WHAT YOU NEED TO DO. All lines from the one containing "fn resolve_program(file_path: &str)" down to the one containing "shlex::split(raw)", both ends included, are to be given again exactly; omit the rest of the listing below.

DATA TO USE.
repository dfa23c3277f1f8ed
//! Fade curve implementations for crossfading
//!
//! The same curve names drive both the local gain ramps (dreams-ap) and the
//! encoder crossfade filter (dreams-sd), so each variant knows its ffmpeg
//! `acrossfade` curve name.

use serde::{Deserialize, Serialize};
use std::f32::consts::{FRAC_PI_2, PI};

/// Fade curve types for crossfading
///
/// - Linear: constant rate of change (the default crossfade)
/// - Exponential: slow start, fast finish
/// - Logarithmic: fast start, slow finish
/// - SCurve: smooth acceleration and deceleration
/// - EqualPower: constant perceived loudness during crossfade
#[derive(Debug, Clone, Copy, PartialEq, Eq, Serialize, Deserialize, Default)]
#[serde(rename_all = "snake_case")]
pub enum FadeCurve {
    /// v(t) = t
    #[default]
    Linear,
    /// v(t) = t²
    Exponential,
    /// v(t) = (1-t)² for fade-out
    Logarithmic,
    /// v(t) = 0.5 × (1 - cos(π × t))
    SCurve,
    /// v(t) = sin(t × π/2)
    EqualPower,
}

impl FadeCurve {
    /// Fade-in multiplier at normalized position 0.0..=1.0
    pub fn calculate_fade_in(&self, position: f32) -> f32 {
        let t = position.clamp(0.0, 1.0);

        match self {
            FadeCurve::Linear => t,
            FadeCurve::Exponential => t * t,
            // Inverse of the quadratic fade-out
            FadeCurve::Logarithmic => t.sqrt(),
            FadeCurve::SCurve => 0.5 * (1.0 - (PI * t).cos()),
            FadeCurve::EqualPower => (t * FRAC_PI_2).sin(),
        }
    }

    /// Fade-out multiplier at normalized position 0.0..=1.0
    pub fn calculate_fade_out(&self, position: f32) -> f32 {
        let t = position.clamp(0.0, 1.0);

        match self {
            FadeCurve::Linear => 1.0 - t,
            FadeCurve::Exponential | FadeCurve::Logarithmic => {
                let inv = 1.0 - t;
                inv * inv
            }
            FadeCurve::SCurve => 0.5 * (1.0 + (PI * t).cos()),
            FadeCurve::EqualPower => (t * FRAC_PI_2).cos(),
        }
    }

    /// Gain at `position` along a ramp from `from` to `to`
    ///
    /// Rising ramps follow the fade-in shape, falling ramps the fade-out shape.
    pub fn interpolate(&self, from: f32, to: f32, position: f32) -> f32 {
        if to >= from {
            from + (to - from) * self.calculate_fade_in(position)
        } else {
            to + (from - to) * self.calculate_fade_out(position)
        }
    }

    /// Curve name understood by ffmpeg's `acrossfade` filter (c1/c2)
    pub fn ffmpeg_name(&self) -> &'static str {
        match self {
            FadeCurve::Linear => "tri",
            FadeCurve::Exponential => "exp",
            FadeCurve::Logarithmic => "log",
            FadeCurve::SCurve => "hsin",
            FadeCurve::EqualPower => "qsin",
        }
    }

    /// Parse curve from a configuration string
    ///
    /// Accepts the snake_case names plus the ffmpeg aliases.
    pub fn from_str(s: &str) -> Option<Self> {
        match s.to_lowercase().as_str() {
            "linear" | "tri" => Some(FadeCurve::Linear),
            "exponential" | "exp" => Some(FadeCurve::Exponential),
            "logarithmic" | "log" => Some(FadeCurve::Logarithmic),
            "cosine" | "scurve" | "s-curve" | "s_curve" | "hsin" => Some(FadeCurve::SCurve),
            "equal_power" | "equalpower" | "qsin" => Some(FadeCurve::EqualPower),
            _ => None,
        }
    }

    pub fn display_name(&self) -> &'static str {
        match self {
            FadeCurve::Linear => "Linear",
            FadeCurve::Exponential => "Exponential",
            FadeCurve::Logarithmic => "Logarithmic",
            FadeCurve::SCurve => "S-Curve",
            FadeCurve::EqualPower => "Equal Power",
        }
    }

    pub fn all_variants() -> &'static [FadeCurve] {
        &[
            FadeCurve::Linear,
            FadeCurve::Exponential,
            FadeCurve::Logarithmic,
            FadeCurve::SCurve,
            FadeCurve::EqualPower,
        ]
    }
}

impl std::fmt::Display for FadeCurve {
    fn fmt(&self, f: &mut std::fmt::Formatter<'_>) -> std::fmt::Result {
        write!(f, "{}", self.display_name())
    }
}

#[cfg(test)]
mod tests {
    use super::*;

    #[test]
    fn test_fade_bounds() {
        for curve in FadeCurve::all_variants() {
            assert!(curve.calculate_fade_in(0.0).abs() < 0.01, "{:?} fade-in start", curve);
            assert!((curve.calculate_fade_in(1.0) - 1.0).abs() < 0.01, "{:?} fade-in end", curve);
            assert!((curve.calculate_fade_out(0.0) - 1.0).abs() < 0.01, "{:?} fade-out start", curve);
            assert!(curve.calculate_fade_out(1.0).abs() < 0.01, "{:?} fade-out end", curve);
        }
    }

    #[test]
    fn test_linear_interpolate() {
        let c = FadeCurve::Linear;
        assert!((c.interpolate(0.0, 1.0, 0.25) - 0.25).abs() < 1e-6);
        assert!((c.interpolate(1.0, 0.0, 0.25) - 0.75).abs() < 1e-6);
        // Partial ramp (stop fade from a mid-crossfade gain)
        assert!((c.interpolate(0.4, 0.0, 0.5) - 0.2).abs() < 1e-6);
    }

    #[test]
    fn test_interpolate_endpoints() {
        for curve in FadeCurve::all_variants() {
            assert!((curve.interpolate(0.2, 0.9, 0.0) - 0.2).abs() < 0.01);
            assert!((curve.interpolate(0.2, 0.9, 1.0) - 0.9).abs() < 0.01);
            assert!((curve.interpolate(0.9, 0.2, 1.0) - 0.2).abs() < 0.01);
        }
    }

    #[test]
    fn test_parse_aliases() {
        assert_eq!(FadeCurve::from_str("tri"), Some(FadeCurve::Linear));
        assert_eq!(FadeCurve::from_str("cosine"), Some(FadeCurve::SCurve));
        assert_eq!(FadeCurve::from_str("EQUAL_POWER"), Some(FadeCurve::EqualPower));
        assert_eq!(FadeCurve::from_str("nope"), None);
    }

    #[test]
    fn test_ffmpeg_names_round_trip() {
        for curve in FadeCurve::all_variants() {
            assert_eq!(FadeCurve::from_str(curve.ffmpeg_name()), Some(*curve));
        }
    }
}
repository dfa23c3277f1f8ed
//! Build script for dreams-sd
//!
//! Captures build identification information at compile time:
//! - Git commit hash (short form)
//! - Build timestamp
//! - Build profile (debug/release)

use std::process::Command;

fn main() {
    // Capture git commit hash (short form, 8 characters)
    let git_hash = Command::new("git")
        .args(["rev-parse", "--short=8", "HEAD"])
        .output()
        .ok()
        .and_then(|output| {
            if output.status.success() {
                String::from_utf8(output.stdout).ok()
            } else {
                None
            }
        })
        .map(|s| s.trim().to_string())
        .unwrap_or_else(|| "unknown".to_string());

    // Capture build timestamp in ISO 8601 format
    let build_timestamp = chrono::Utc::now().to_rfc3339_opts(chrono::SecondsFormat::Secs, true);

    // Determine build profile
    let profile = std::env::var("PROFILE").unwrap_or_else(|_| "unknown".to_string());

    // Logged at startup and reported by /health
    println!("cargo:rustc-env=GIT_HASH={}", git_hash);
    println!("cargo:rustc-env=BUILD_TIMESTAMP={}", build_timestamp);
    println!("cargo:rustc-env=BUILD_PROFILE={}", profile);
}
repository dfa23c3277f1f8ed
//! HTTP stream API and SSE

pub mod handlers;
pub mod server;

pub use server::{build_router, run, serve, AppContext};
pub(crate) const ROOT_ENV: &str = "FRAMESCOPE_ROOT";
pub(crate) const INGEST_ADDR_ENV: &str = "FRAMESCOPE_INGEST_ADDR";
pub(crate) const FRAME_CAPACITY_ENV: &str = "FRAMESCOPE_FRAME_CAPACITY";
pub(crate) const LAYER_MANIFEST_ENV: &str = "FRAMESCOPE_LAYER_MANIFEST";

pub(crate) const DEFAULT_INGEST_BIND_ADDR: &str = "127.0.0.1:2104";
pub(crate) const DEFAULT_FRAME_CAPACITY: usize = 4096;

pub(crate) const DESKTOP_LOG_FILE: &str = "desktop.log";

pub(crate) const LAYER_NAME: &str = "VK_LAYER_FS_framescope";
pub(crate) const LAYER_MANIFEST_FILE: &str = "VK_LAYER_framescope.json";
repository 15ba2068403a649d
use std::{
    collections::VecDeque,
    sync::{
        atomic::{AtomicU64, Ordering},
        Arc, Mutex,
    },
};

use crate::{FrameRecord, IngestStats};

/// Bounded FIFO of frame records shared between the ingestion threads
/// (writers) and the query commands (readers). Both sides hold the lock only
/// long enough to push or copy; nothing is serialized under it.
#[derive(Debug)]
pub(crate) struct FrameBuffer {
    inner: Mutex<BufferInner>,
    accepted: AtomicU64,
    rejected: AtomicU64,
    capacity: usize,
}

#[derive(Debug, Default)]
struct BufferInner {
    records: VecDeque<FrameRecord>,
    last: Option<FrameRecord>,
}

impl FrameBuffer {
    pub(crate) fn new(capacity: usize) -> Self {
        Self {
            inner: Mutex::new(BufferInner::default()),
            accepted: AtomicU64::new(0),
            rejected: AtomicU64::new(0),
            capacity: capacity.max(1),
        }
    }

    pub(crate) fn capacity(&self) -> usize {
        self.capacity
    }

    /// Appends a record, evicting the oldest one past capacity. Records that
    /// break `frame_index` strict monotonicity or would make `started_at`
    /// decrease are dropped and counted, never escalated: one bad sample must
    /// not halt the pipeline.
    pub(crate) fn append(&self, record: FrameRecord) -> bool {
        let Ok(mut inner) = self.inner.lock() else {
            self.rejected.fetch_add(1, Ordering::Relaxed);
            return false;
        };

        let monotonic = match inner.last {
            Some(last) => {
                record.frame_index > last.frame_index && record.started_at >= last.started_at
            }
            None => true,
        };
        if !monotonic {
            self.rejected.fetch_add(1, Ordering::Relaxed);
            return false;
        }

        if inner.records.len() == self.capacity {
            inner.records.pop_front();
        }
        inner.records.push_back(record);
        inner.last = Some(record);
        // Counted under the lock so stats never trail a visible snapshot.
        self.accepted.fetch_add(1, Ordering::Relaxed);
        true
    }

    /// Copies out the `size` most recent records in ascending `started_at`
    /// order. Fewer records than requested, or none at all, is a valid
    /// answer, not an error.
    pub(crate) fn tail(&self, size: usize) -> Vec<FrameRecord> {
        if size == 0 {
            return Vec::new();
        }
        let Ok(inner) = self.inner.lock() else {
            return Vec::new();
        };
        let skip = inner.records.len().saturating_sub(size);
        inner.records.iter().skip(skip).copied().collect()
    }

    /// Counts an anomaly that never produced a record, such as an
    /// unparseable wire line.
    pub(crate) fn count_rejected(&self) {
        self.rejected.fetch_add(1, Ordering::Relaxed);
    }

    pub(crate) fn stats(&self) -> IngestStats {
        IngestStats {
            accepted: self.accepted.load(Ordering::Relaxed),
            rejected: self.rejected.load(Ordering::Relaxed),
        }
    }
}

/// Tauri-managed wrapper; ingestion threads hold their own clone of the Arc.
#[derive(Debug)]
pub(crate) struct FrameBufferState {
    buffer: Arc<FrameBuffer>,
}

impl FrameBufferState {
    pub(crate) fn with_capacity(capacity: usize) -> Self {
        Self {
            buffer: Arc::new(FrameBuffer::new(capacity)),
        }
    }

    pub(crate) fn buffer(&self) -> Arc<FrameBuffer> {
        Arc::clone(&self.buffer)
    }
}
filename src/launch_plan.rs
use std::path::{Path, PathBuf};

use crate::{LaunchError, LaunchPlan};

/// Builds a fully resolved launch plan from the raw bridge payload. All bad
/// input is classified here, before any process is spawned.
pub(crate) fn resolve_launch_plan(
    file_path: &str,
    working_directory: &str,
    command_args: &str,
    env: Vec<(String, String)>,
) -> Result<LaunchPlan, LaunchError> {
    let program = resolve_program(file_path)?;
    let cwd = resolve_working_directory(&program, working_directory)?;
    let args = tokenize_command_args(command_args);

    Ok(LaunchPlan {
        program,
        args,
        cwd,
        env,
    })
}

fn resolve_program(file_path: &str) -> Result<PathBuf, LaunchError> {
    let trimmed = file_path.trim();
    if trimmed.is_empty() {
        return Err(LaunchError::InvalidPath(
            "no application path given".to_string(),
        ));
    }

    let program = PathBuf::from(trimmed);
    if !program.is_file() {
        return Err(LaunchError::InvalidPath(format!(
            "no such file: {}",
            program.display()
        )));
    }
    if !is_executable_file(&program) {
        return Err(LaunchError::InvalidPath(format!(
            "not executable: {}",
            program.display()
        )));
    }
    Ok(program)
}

fn resolve_working_directory(
    program: &Path,
    working_directory: &str,
) -> Result<PathBuf, LaunchError> {
    let trimmed = working_directory.trim();
    let cwd = if trimmed.is_empty() {
        // Host path semantics, not a hard-coded separator split.
        program
            .parent()
            .filter(|parent| !parent.as_os_str().is_empty())
            .map(Path::to_path_buf)
            .ok_or_else(|| {
                LaunchError::InvalidWorkingDirectory(format!(
                    "cannot derive a working directory from {}",
                    program.display()
                ))
            })?
    } else {
        PathBuf::from(trimmed)
    };

    if !cwd.is_dir() {
        return Err(LaunchError::InvalidWorkingDirectory(format!(
            "not a directory: {}",
            cwd.display()
        )));
    }
    Ok(cwd)
}

/// Shell-like tokenization with quoting support. An unparseable string
/// (unbalanced quote) degrades to plain whitespace splitting so argument
/// syntax alone never blocks a launch.
pub(crate) fn tokenize_command_args(raw: &str) -> Vec<String> {
    if raw.trim().is_empty() {
        return Vec::new();
    }
    shlex::split(raw)
        .unwrap_or_else(|| raw.split_whitespace().map(String::from).collect())
}

#[cfg(unix)]
fn is_executable_file(path: &Path) -> bool {
    use std::os::unix::fs::PermissionsExt;

    std::fs::metadata(path)
        .map(|metadata| metadata.permissions().mode() & 0o111 != 0)
        .unwrap_or(false)
}

#[cfg(not(unix))]
fn is_executable_file(_path: &Path) -> bool {
    true
}
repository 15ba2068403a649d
fn main() {
    tauri_build::build()
}
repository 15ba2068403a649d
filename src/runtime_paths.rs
use std::{env, path::PathBuf};

use crate::{
    DEFAULT_FRAME_CAPACITY, DEFAULT_INGEST_BIND_ADDR, FRAME_CAPACITY_ENV, INGEST_ADDR_ENV,
    ROOT_ENV,
};

pub(crate) fn default_root_dir() -> Option<PathBuf> {
    if let Ok(root) = env::var(ROOT_ENV) {
        let path = PathBuf::from(root.trim());
        if !path.as_os_str().is_empty() {
            return Some(path);
        }
    }

    home::home_dir().map(|home| home.join(".framescope"))
}

pub(crate) fn frame_capacity() -> usize {
    capacity_from(env::var(FRAME_CAPACITY_ENV).ok().as_deref())
}

fn capacity_from(raw: Option<&str>) -> usize {
    raw.and_then(|value| value.trim().parse::<usize>().ok())
        .filter(|capacity| *capacity > 0)
        .unwrap_or(DEFAULT_FRAME_CAPACITY)
}

pub(crate) fn ingest_bind_addr() -> String {
    bind_addr_from(env::var(INGEST_ADDR_ENV).ok().as_deref())
}

fn bind_addr_from(raw: Option<&str>) -> String {
    raw.map(str::trim)
        .filter(|value| !value.is_empty())
        .map(str::to_string)
        .unwrap_or_else(|| DEFAULT_INGEST_BIND_ADDR.to_string())
}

ANSWER TO THE PROBLEM.
fn resolve_program(file_path: &str) -> Result<PathBuf, LaunchError> {
    let trimmed = file_path.trim();
    if trimmed.is_empty() {
        return Err(LaunchError::InvalidPath(
            "no application path given".to_string(),
        ));
    }

    let program = PathBuf::from(trimmed);
    if !program.is_file() {
        return Err(LaunchError::InvalidPath(format!(
            "no such file: {}",
            program.display()
        )));
    }
    if !is_executable_file(&program) {
        return Err(LaunchError::InvalidPath(format!(
            "not executable: {}",
            program.display()
        )));
    }
    Ok(program)
}

fn resolve_working_directory(
    program: &Path,
    working_directory: &str,
) -> Result<PathBuf, LaunchError> {
    let trimmed = working_directory.trim();
    let cwd = if trimmed.is_empty() {
        // Host path semantics, not a hard-coded separator split.
        program
            .parent()
            .filter(|parent| !parent.as_os_str().is_empty())
            .map(Path::to_path_buf)
            .ok_or_else(|| {
                LaunchError::InvalidWorkingDirectory(format!(
                    "cannot derive a working directory from {}",
                    program.display()
                ))
            })?
    } else {
        PathBuf::from(trimmed)
    };

    if !cwd.is_dir() {
        return Err(LaunchError::InvalidWorkingDirectory(format!(
            "not a directory: {}",
            cwd.display()
        )));
    }
    Ok(cwd)
}

/// Shell-like tokenization with quoting support. An unparseable string
/// (unbalanced quote) degrades to plain whitespace splitting so argument
/// syntax alone never blocks a launch.
pub(crate) fn tokenize_command_args(raw: &str) -> Vec<String> {
    if raw.trim().is_empty() {
        return Vec::new();
    }
    shlex::split(raw)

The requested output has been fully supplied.